Treasury and the IRS released proposed regulations (REG-136118-15) implementing the new centralized partnership audit regime enacted as part of the Bipartisan Budget Act of 2015 (BBA), which replaces the partnership audit rules of the Tax Equity and Fiscal Responsibility Act of 1982 (TEFRA). These proposed regulations are substantially similar to draft proposed regulations that were released publicly by the IRS in January 2017, but were withdrawn before being published in the Federal Register as part of the new Trump administration's initial freeze on regulatory activity.
The BBA is effective for partnerships with tax years beginning after Dec. 31, 2017. In August 2016, the IRS and Treasury issued proposed and temporary regulations on the method by which a partnership could elect into the BBA early. Those regulations are not modified as a result of these new proposed regulations.

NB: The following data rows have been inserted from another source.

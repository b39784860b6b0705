//! Executor pool draining a job's work queue.

use std::sync::Arc;

use tokio::task::JoinHandle;
use tracing::{debug, info, warn};

use crate::ops;
use crate::rpc::ExecutionRequest;
use crate::session::JobSession;

/// The executors of one job.
#[derive(Debug)]
pub struct WorkerPool {
    handles: Vec<JoinHandle<()>>,
}

impl WorkerPool {
    /// Marks the session Running and spawns `pool_size` executors.
    ///
    /// Each executor pops requests until it takes a sentinel, the queue
    /// closes, or the job is aborted, then reports its exit to the session
    /// barrier.
    pub fn start(session: Arc<JobSession>) -> Self {
        session.mark_running();
        info!(
            job_id = %session.id(),
            kind = %session.kind(),
            pool_size = session.pool_size(),
            "starting worker pool"
        );
        let handles = (0..session.pool_size())
            .map(|index| {
                let session = session.clone();
                tokio::spawn(async move { run_executor(index, &session).await })
            })
            .collect();
        Self { handles }
    }

    /// Waits for every executor task to return.
    pub async fn join(self) {
        for handle in self.handles {
            if let Err(e) = handle.await {
                warn!(error = %e, "executor task failed");
            }
        }
    }
}

async fn run_executor(index: usize, session: &JobSession) {
    let store = session.storage().store.clone();
    loop {
        let request = match session.queue().pop().await {
            Some(ExecutionRequest::Sentinel) | None => break,
            Some(_) if session.is_aborted() => break,
            Some(request) => request,
        };
        match ops::execute(store.as_ref(), &request).await {
            Ok(()) => session.record_success(),
            Err(e) => {
                session.record_failure();
                let key = request.item().map(|i| i.key.as_str()).unwrap_or_default();
                warn!(executor = index, key, error = %e, "operation failed");
            }
        }
    }
    debug!(executor = index, job_id = %session.id(), "executor exiting");
    session.executor_exited();
}

#[cfg(test)]
mod tests {
    use super::*;
    use crate::rpc::{JobKind, JobStatus, RecoveryTask, WorkItem};
    use crate::session::tests::storage_session;
    use crazys3_storage::{MemoryBackend, StorageClass};
    use std::time::Duration;

    fn seeded(n: usize) -> MemoryBackend {
        let backend = MemoryBackend::new();
        backend.create_bucket("b", "us-west-2");
        for i in 0..n {
            backend.put_object("b", &format!("k{i}"), 1, StorageClass::Glacier);
        }
        backend
    }

    fn recovery(i: usize) -> ExecutionRequest {
        ExecutionRequest::Recovery(RecoveryTask {
            item: WorkItem {
                sequence_id: i as u64 + 1,
                bucket: "b".to_string(),
                key: format!("k{i}"),
                size: 1,
                storage_class: StorageClass::Glacier,
            },
        })
    }

    #[tokio::test]
    async fn test_pool_finishes_after_all_sentinels() {
        let backend = seeded(20);
        let session = Arc::new(JobSession::new(JobKind::Recovery, storage_session(&backend), 4, 64));
        let pool = WorkerPool::start(session.clone());
        assert_eq!(session.status(), JobStatus::Running);

        for i in 0..20 {
            session.queue().push(recovery(i)).await.unwrap();
        }
        for _ in 0..4 {
            session.queue().push(ExecutionRequest::Sentinel).await.unwrap();
        }

        tokio::time::timeout(Duration::from_secs(5), session.wait_finished())
            .await
            .unwrap();
        pool.join().await;

        let status = session.task_status();
        assert!(status.finished);
        assert_eq!(status.processed, 20);
        assert_eq!(status.failed, 0);
        assert_eq!(session.finished_executors(), 4);
    }

    #[tokio::test]
    async fn test_fewer_sentinels_never_finish() {
        let backend = seeded(2);
        let session = Arc::new(JobSession::new(JobKind::Recovery, storage_session(&backend), 3, 64));
        let _pool = WorkerPool::start(session.clone());

        session.queue().push(recovery(0)).await.unwrap();
        session.queue().push(ExecutionRequest::Sentinel).await.unwrap();
        session.queue().push(ExecutionRequest::Sentinel).await.unwrap();

        let waited = tokio::time::timeout(Duration::from_millis(200), session.wait_finished()).await;
        assert!(waited.is_err());
        assert_eq!(session.status(), JobStatus::Running);
        assert_eq!(session.finished_executors(), 2);
        assert_eq!(session.active_executors(), 1);
    }

    #[tokio::test]
    async fn test_failures_are_counted_and_skipped() {
        let backend = seeded(3);
        backend.fail_key("b", "k1");
        let session = Arc::new(JobSession::new(JobKind::Recovery, storage_session(&backend), 1, 16));
        let pool = WorkerPool::start(session.clone());

        for i in 0..3 {
            session.queue().push(recovery(i)).await.unwrap();
        }
        session.queue().push(ExecutionRequest::Sentinel).await.unwrap();
        pool.join().await;

        let status = session.task_status();
        assert_eq!(status.processed, 2);
        assert_eq!(status.failed, 1);
        assert!(status.finished);
    }

    #[tokio::test]
    async fn test_aborted_job_skips_queued_work() {
        let backend = seeded(10);
        let session = Arc::new(JobSession::new(JobKind::Recovery, storage_session(&backend), 2, 64));
        for i in 0..10 {
            session.queue().push(recovery(i)).await.unwrap();
        }
        assert!(session.abort());

        let pool = WorkerPool::start(session.clone());
        tokio::time::timeout(Duration::from_secs(5), pool.join())
            .await
            .unwrap();

        let status = session.task_status();
        assert_eq!(status.status, JobStatus::Finished);
        assert_eq!(status.processed + status.failed, 0);
        assert_eq!(backend.stats().copies, 0);
    }
}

While some groups have lobbied Congress and Treasury for a delay in the effective date of the new audit rules, it is unclear whether a delay will be enacted or implemented.
The BBA presents a profound shift not only for the partnerships themselves, but also for many C corporations, tax-exempt entities, S corporations and trusts that are partners in partnerships. The rules are designed to shift the burden for actually assessing tax after a partnership-level adjustment from the IRS to the partnership and partners. Partnerships will need to consider changes to their partnership and operating agreements and other transaction documents, like purchase and sale agreements, to respond to the BBA, especially considering the proposed regulations, which tend to place greater import on the relationship between the partners and the partnership representative than between the IRS and the partnership.
In addition, the proposed regulations mention the Tax Technical Corrections Act of 2016, which was introduced but ultimately not enacted by Congress. That legislation would have made both minor and major changes to the BBA, including allowing pass-through partners the ability to make subsequent push-outs to their partners. The proposed regulations lay out "significant administrative concerns" associated with allowing pass-through partners to make a push-out election on the part of the IRS and reserve the issue for future guidance, which is expected in the near future. The IRS also seeks comments on how to administer a system by which a pass-through partner can make a subsequent push-out.
Scope of the centralized audit procedures
The IRS takes a broad approach to the government's ability to make adjustments at the partnership level under the proposed regulations. The statute provides that any adjustment to "items of income, gain, loss, deduction, or credit" of a partnership for a partnership taxable year and any partner's distributive share thereof is determined at the partnership level. The same is true for tax attributable to such items, and the applicability of penalties and additional amounts.
The proposed regulations define the phrase items of income, gain, loss, deduction or credit expansively to mean "all items and information required to be shown, or reflected, on a return of a partnership," which in turn is defined broadly to include, among other things:
Grant Thornton Insight: The broad approach of the scope may cause adjustments related to certain events that would generate a gain or loss at the partner level, e.g., disguised sale of property or a partnership interest by a partner, to be included as an adjustment at the partnership level, to be potentially shared by or burden all of the partners and not just the partner(s) causing the event that triggers the gain or loss.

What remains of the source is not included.